- **Task brief**:
From the data below, return the exact lines starting at the line containing "percentile_sorted(&sorted(values), pct)" and ending at the line containing "recovered inside the", both included, and nothing else.
- Opening Delimiter -
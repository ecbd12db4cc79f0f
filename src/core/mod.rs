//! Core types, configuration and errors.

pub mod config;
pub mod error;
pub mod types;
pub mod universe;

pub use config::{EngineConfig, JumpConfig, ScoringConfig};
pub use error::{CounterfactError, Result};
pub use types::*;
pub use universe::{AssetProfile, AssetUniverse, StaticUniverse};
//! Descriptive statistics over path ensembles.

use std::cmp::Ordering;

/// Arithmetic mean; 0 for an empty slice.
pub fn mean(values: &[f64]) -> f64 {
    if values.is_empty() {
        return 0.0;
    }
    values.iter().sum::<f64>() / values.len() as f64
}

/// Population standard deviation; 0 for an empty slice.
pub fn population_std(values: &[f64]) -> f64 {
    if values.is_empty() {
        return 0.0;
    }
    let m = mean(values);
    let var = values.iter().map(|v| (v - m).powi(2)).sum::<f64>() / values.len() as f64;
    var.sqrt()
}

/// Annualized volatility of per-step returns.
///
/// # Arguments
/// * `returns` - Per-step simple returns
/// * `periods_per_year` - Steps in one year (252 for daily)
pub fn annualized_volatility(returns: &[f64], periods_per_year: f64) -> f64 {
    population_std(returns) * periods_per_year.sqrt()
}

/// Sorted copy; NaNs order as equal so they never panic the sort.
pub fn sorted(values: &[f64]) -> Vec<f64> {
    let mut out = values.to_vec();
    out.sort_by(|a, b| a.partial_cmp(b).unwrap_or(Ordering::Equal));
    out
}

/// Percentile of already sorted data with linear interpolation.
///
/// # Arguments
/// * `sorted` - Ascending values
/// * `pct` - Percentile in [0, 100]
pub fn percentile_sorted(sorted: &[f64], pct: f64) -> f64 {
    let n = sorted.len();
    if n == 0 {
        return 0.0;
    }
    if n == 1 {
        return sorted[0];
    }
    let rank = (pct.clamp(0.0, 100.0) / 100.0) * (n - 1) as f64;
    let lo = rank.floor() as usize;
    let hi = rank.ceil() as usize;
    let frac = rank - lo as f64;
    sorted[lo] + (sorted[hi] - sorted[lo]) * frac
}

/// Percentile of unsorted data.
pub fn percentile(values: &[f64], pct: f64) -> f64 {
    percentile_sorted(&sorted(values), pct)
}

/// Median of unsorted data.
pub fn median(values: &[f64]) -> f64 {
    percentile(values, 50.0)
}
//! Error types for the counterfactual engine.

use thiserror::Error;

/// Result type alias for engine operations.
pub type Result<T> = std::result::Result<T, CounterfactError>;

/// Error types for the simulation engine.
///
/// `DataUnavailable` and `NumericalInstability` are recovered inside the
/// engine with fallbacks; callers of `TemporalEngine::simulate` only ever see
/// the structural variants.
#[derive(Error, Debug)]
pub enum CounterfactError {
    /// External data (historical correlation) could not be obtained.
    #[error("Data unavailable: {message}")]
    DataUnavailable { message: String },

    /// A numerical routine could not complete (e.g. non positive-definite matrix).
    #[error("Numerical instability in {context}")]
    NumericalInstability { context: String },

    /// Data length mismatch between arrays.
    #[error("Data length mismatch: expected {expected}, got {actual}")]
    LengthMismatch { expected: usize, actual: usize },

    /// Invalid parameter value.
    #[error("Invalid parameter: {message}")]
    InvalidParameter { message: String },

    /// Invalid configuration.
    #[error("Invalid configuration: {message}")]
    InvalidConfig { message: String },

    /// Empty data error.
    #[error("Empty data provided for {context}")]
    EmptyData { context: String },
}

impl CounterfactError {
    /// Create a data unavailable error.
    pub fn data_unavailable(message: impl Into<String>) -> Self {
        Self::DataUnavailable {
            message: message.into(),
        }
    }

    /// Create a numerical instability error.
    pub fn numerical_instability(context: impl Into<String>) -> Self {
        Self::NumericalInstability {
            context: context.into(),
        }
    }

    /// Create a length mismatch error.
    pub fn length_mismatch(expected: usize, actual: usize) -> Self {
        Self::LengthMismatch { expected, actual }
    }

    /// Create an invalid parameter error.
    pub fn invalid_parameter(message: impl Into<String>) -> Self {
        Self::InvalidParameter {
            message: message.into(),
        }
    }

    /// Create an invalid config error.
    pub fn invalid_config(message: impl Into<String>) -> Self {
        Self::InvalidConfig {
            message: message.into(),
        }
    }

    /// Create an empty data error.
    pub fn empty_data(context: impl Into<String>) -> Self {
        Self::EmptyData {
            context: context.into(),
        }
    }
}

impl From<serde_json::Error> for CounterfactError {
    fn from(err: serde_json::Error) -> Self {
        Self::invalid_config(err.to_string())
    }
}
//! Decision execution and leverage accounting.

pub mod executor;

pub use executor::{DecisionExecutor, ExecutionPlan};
- Closing Delimiter -
- **Answer to the problem**:
    percentile_sorted(&sorted(values), pct)
}

/// Median of unsorted data.
pub fn median(values: &[f64]) -> f64 {
    percentile(values, 50.0)
}
//! Error types for the counterfactual engine.

use thiserror::Error;

/// Result type alias for engine operations.
pub type Result<T> = std::result::Result<T, CounterfactError>;

/// Error types for the simulation engine.
///
/// `DataUnavailable` and `NumericalInstability` are recovered inside the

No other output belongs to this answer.